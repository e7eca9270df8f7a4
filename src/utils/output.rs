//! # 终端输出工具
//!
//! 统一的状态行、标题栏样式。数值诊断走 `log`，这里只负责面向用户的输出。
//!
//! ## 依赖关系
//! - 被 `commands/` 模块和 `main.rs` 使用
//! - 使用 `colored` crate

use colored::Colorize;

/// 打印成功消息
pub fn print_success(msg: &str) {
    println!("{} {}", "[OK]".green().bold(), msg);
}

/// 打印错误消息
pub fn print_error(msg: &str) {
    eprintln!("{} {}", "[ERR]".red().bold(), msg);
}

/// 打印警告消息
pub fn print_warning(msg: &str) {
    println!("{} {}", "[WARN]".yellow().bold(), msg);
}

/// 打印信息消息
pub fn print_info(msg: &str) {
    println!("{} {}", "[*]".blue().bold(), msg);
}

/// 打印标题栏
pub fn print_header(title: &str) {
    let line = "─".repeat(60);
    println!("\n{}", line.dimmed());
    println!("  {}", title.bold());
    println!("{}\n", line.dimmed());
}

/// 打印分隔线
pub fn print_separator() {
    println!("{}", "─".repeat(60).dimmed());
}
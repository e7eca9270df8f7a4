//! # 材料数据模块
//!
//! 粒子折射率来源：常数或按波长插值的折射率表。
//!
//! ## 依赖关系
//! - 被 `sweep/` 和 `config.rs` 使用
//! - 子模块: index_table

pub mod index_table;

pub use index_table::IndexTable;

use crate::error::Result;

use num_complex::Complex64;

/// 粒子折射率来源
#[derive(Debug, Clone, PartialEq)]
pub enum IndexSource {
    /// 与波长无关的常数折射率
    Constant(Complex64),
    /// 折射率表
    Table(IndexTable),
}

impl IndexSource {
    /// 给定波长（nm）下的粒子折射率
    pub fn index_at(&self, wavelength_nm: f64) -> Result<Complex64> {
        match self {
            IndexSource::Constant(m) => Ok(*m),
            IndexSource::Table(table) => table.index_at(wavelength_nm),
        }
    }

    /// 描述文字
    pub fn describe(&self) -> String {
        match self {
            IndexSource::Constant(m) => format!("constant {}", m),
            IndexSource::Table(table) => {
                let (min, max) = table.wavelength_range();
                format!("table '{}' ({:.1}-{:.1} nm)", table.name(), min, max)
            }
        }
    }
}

==

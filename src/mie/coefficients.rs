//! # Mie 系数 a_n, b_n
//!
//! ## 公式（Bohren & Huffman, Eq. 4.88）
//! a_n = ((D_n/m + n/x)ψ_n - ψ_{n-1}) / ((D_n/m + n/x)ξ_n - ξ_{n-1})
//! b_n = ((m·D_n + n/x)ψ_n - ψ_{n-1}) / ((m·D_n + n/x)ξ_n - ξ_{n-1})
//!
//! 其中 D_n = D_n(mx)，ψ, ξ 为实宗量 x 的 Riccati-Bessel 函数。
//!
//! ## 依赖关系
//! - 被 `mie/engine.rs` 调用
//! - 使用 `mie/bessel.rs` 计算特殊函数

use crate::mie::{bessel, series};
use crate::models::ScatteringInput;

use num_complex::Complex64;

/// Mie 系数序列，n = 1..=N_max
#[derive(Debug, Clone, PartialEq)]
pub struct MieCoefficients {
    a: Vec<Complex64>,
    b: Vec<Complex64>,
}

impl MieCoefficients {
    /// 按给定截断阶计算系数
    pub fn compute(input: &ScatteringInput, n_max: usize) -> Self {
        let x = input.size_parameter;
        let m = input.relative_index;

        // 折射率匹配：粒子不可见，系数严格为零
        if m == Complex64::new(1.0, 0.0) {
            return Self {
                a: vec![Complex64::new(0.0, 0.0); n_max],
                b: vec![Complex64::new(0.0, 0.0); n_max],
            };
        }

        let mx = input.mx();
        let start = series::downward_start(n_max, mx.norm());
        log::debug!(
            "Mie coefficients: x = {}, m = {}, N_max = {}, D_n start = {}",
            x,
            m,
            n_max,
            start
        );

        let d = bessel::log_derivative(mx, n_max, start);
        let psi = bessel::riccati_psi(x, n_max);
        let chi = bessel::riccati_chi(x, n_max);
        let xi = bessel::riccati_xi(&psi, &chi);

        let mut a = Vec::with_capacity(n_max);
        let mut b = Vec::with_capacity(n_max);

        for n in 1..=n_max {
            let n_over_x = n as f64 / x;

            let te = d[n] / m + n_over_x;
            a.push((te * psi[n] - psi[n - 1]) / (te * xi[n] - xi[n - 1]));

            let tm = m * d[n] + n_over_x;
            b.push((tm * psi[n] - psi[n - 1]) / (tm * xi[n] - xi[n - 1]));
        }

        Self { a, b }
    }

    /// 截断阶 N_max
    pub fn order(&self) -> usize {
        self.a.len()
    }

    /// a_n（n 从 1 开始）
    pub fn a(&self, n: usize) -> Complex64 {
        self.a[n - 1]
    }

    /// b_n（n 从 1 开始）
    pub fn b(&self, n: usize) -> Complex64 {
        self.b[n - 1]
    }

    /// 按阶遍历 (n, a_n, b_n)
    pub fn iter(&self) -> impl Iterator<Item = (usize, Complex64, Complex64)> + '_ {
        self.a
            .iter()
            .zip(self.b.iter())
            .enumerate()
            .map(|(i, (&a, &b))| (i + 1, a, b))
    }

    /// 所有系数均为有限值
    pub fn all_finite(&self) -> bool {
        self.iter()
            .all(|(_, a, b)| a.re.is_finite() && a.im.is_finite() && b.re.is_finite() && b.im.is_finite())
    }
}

**Exercise goal**
Filter these records, keeping every line where the word "IndexTable" occurs.

**Answer to this problem**
pub use index_table::IndexTable;
    Table(IndexTable),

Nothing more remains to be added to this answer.